Directions: Go through the lines below and copy any that hold the string "when".

[Source records]
____________________

//! MPC module parameters

// ---------------------------------------------------------------------------
// IMPORTS
// ---------------------------------------------------------------------------

// External
use serde::Deserialize;
use thiserror::Error;

// ---------------------------------------------------------------------------
// DATA STRUCTURES
// ---------------------------------------------------------------------------

/// Parameters for the MPC controller.
///
/// These are the primary tuning levers of the controller. They are loaded
/// once at init from `mpc.toml`, validated, and never mutated at runtime.
#[derive(Debug, Clone, Deserialize)]
pub struct Params {
    /// Horizon length in steps. Must be at least 2: step 0 is pinned to the
    /// current state, so the first free decision is at step 1.
    pub n_steps: usize,

    /// Timestep between horizon steps
    ///
    /// Units: seconds
    pub dt_s: f64,

    /// Target cruise speed
    pub ref_speed: f64,

    /// Distance from the centre of gravity to the front axle, used in the
    /// turning-rate term of the kinematic bicycle model.
    ///
    /// Units: metres
    pub lf_m: f64,

    /// Steering bound, demand is limited to [-max_steer_rad, +max_steer_rad]
    ///
    /// Units: radians
    pub max_steer_rad: f64,

    /// Throttle/brake bound, demand is limited to
    /// [-max_throttle, +max_throttle]
    pub max_throttle: f64,

    /// Cross-track error cost weight
    pub w_cte: f64,

    /// Heading error cost weight
    pub w_epsi: f64,

    /// Speed error cost weight
    pub w_v: f64,

    /// Steering magnitude cost weight
    pub w_delta: f64,

    /// Acceleration magnitude cost weight
    pub w_a: f64,

    /// Steering rate-of-change cost weight. Dominates the magnitude weight
    /// by design so that ride smoothness wins over actuator effort.
    pub w_delta_rate: f64,

    /// Acceleration rate-of-change cost weight
    pub w_a_rate: f64,

    /// Number of horizon steps of actuation delay to compensate for. With a
    /// delay of `d` the dynamics at step `t` use the actuation planned at
    /// step `t - 1 - d`. Zero disables compensation.
    pub actuation_delay_steps: usize,

    /// Wall-clock budget for a single solve
    ///
    /// Units: seconds
    pub max_solve_time_s: f64,

    /// Iteration limit for a single solve
    pub max_iterations: usize,

    /// Optimality tolerance. The solve is converged when the projected
    /// gradient infinity-norm drops below `opt_tolerance * (1 + cost)`.
    pub opt_tolerance: f64,
}

// ---------------------------------------------------------------------------
// ENUMERATIONS
// ---------------------------------------------------------------------------

/// Errors raised by parameter validation.
///
/// These are fatal at init, a solve is never attempted with invalid
/// parameters.
#[derive(Debug, Error)]
pub enum ParamsError {
    #[error("Horizon length must be at least 2, got {0}")]
    HorizonTooShort(usize),

    #[error("Timestep must be positive and finite, got {0}")]
    InvalidTimestep(f64),

    #[error("Reference speed must be finite, got {0}")]
    InvalidRefSpeed(f64),

    #[error("Front axle distance must be positive and finite, got {0}")]
    InvalidAxleDistance(f64),

    #[error("Actuator bound `{0}` must be positive and finite, got {1}")]
    InvalidActuatorBound(&'static str, f64),

    #[error("Cost weight `{0}` must be non-negative and finite, got {1}")]
    InvalidWeight(&'static str, f64),

    #[error("Actuation delay of {0} steps does not fit in a horizon of {1} steps")]
    DelayTooLong(usize, usize),

    #[error("Solve time budget must be positive and finite, got {0}")]
    InvalidSolveBudget(f64),

    #[error("Iteration limit must be at least 1")]
    InvalidIterationLimit,

    #[error("Optimality tolerance must be positive and finite, got {0}")]
    InvalidTolerance(f64),
}

// ---------------------------------------------------------------------------
// IMPLEMENTATIONS
// ---------------------------------------------------------------------------

impl Params {
    /// Validate the parameters.
    ///
    /// Called once when the module is initialised so that invalid
    /// configuration is fatal at startup, never at per-cycle solve time.
    pub fn validate(&self) -> Result<(), ParamsError> {
        if self.n_steps < 2 {
            return Err(ParamsError::HorizonTooShort(self.n_steps));
        }
        if !(self.dt_s.is_finite() && self.dt_s > 0.0) {
            return Err(ParamsError::InvalidTimestep(self.dt_s));
        }
        if !self.ref_speed.is_finite() {
            return Err(ParamsError::InvalidRefSpeed(self.ref_speed));
        }
        if !(self.lf_m.is_finite() && self.lf_m > 0.0) {
            return Err(ParamsError::InvalidAxleDistance(self.lf_m));
        }

        let bounds = [
            ("max_steer_rad", self.max_steer_rad),
            ("max_throttle", self.max_throttle),
        ];
        for &(name, value) in bounds.iter() {
            if !(value.is_finite() && value > 0.0) {
                return Err(ParamsError::InvalidActuatorBound(name, value));
            }
        }

        let weights = [
            ("w_cte", self.w_cte),
            ("w_epsi", self.w_epsi),
            ("w_v", self.w_v),
            ("w_delta", self.w_delta),
            ("w_a", self.w_a),
            ("w_delta_rate", self.w_delta_rate),
            ("w_a_rate", self.w_a_rate),
        ];
        for &(name, value) in weights.iter() {
            if !(value.is_finite() && value >= 0.0) {
                return Err(ParamsError::InvalidWeight(name, value));
            }
        }

        if self.actuation_delay_steps + 2 > self.n_steps {
            return Err(ParamsError::DelayTooLong(
                self.actuation_delay_steps,
                self.n_steps,
            ));
        }

        if !(self.max_solve_time_s.is_finite() && self.max_solve_time_s > 0.0) {
            return Err(ParamsError::InvalidSolveBudget(self.max_solve_time_s));
        }
        if self.max_iterations < 1 {
            return Err(ParamsError::InvalidIterationLimit);
        }
        if !(self.opt_tolerance.is_finite() && self.opt_tolerance > 0.0) {
            return Err(ParamsError::InvalidTolerance(self.opt_tolerance));
        }

        Ok(())
    }
}

impl Default for Params {
    /// Baseline tuning for the simulator vehicle.
    fn default() -> Self {
        Self {
            n_steps: 15,
            dt_s: 0.05,
            ref_speed: 50.0,
            lf_m: 2.67,
            max_steer_rad: 0.436332,
            max_throttle: 1.0,
            w_cte: 1.0,
            w_epsi: 1.0,
            w_v: 1.0,
            w_delta: 1.0,
            w_a: 1.0,
            w_delta_rate: 2000.0,
            w_a_rate: 100.0,
            actuation_delay_steps: 0,
            max_solve_time_s: 0.5,
            max_iterations: 4000,
            opt_tolerance: 1e-6,
        }
    }
}

// ---------------------------------------------------------------------------
// TESTS
// ---------------------------------------------------------------------------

____________________

Answer box:
    /// Optimality tolerance. The solve is converged when the projected
    /// Called once when the module is initialised so that invalid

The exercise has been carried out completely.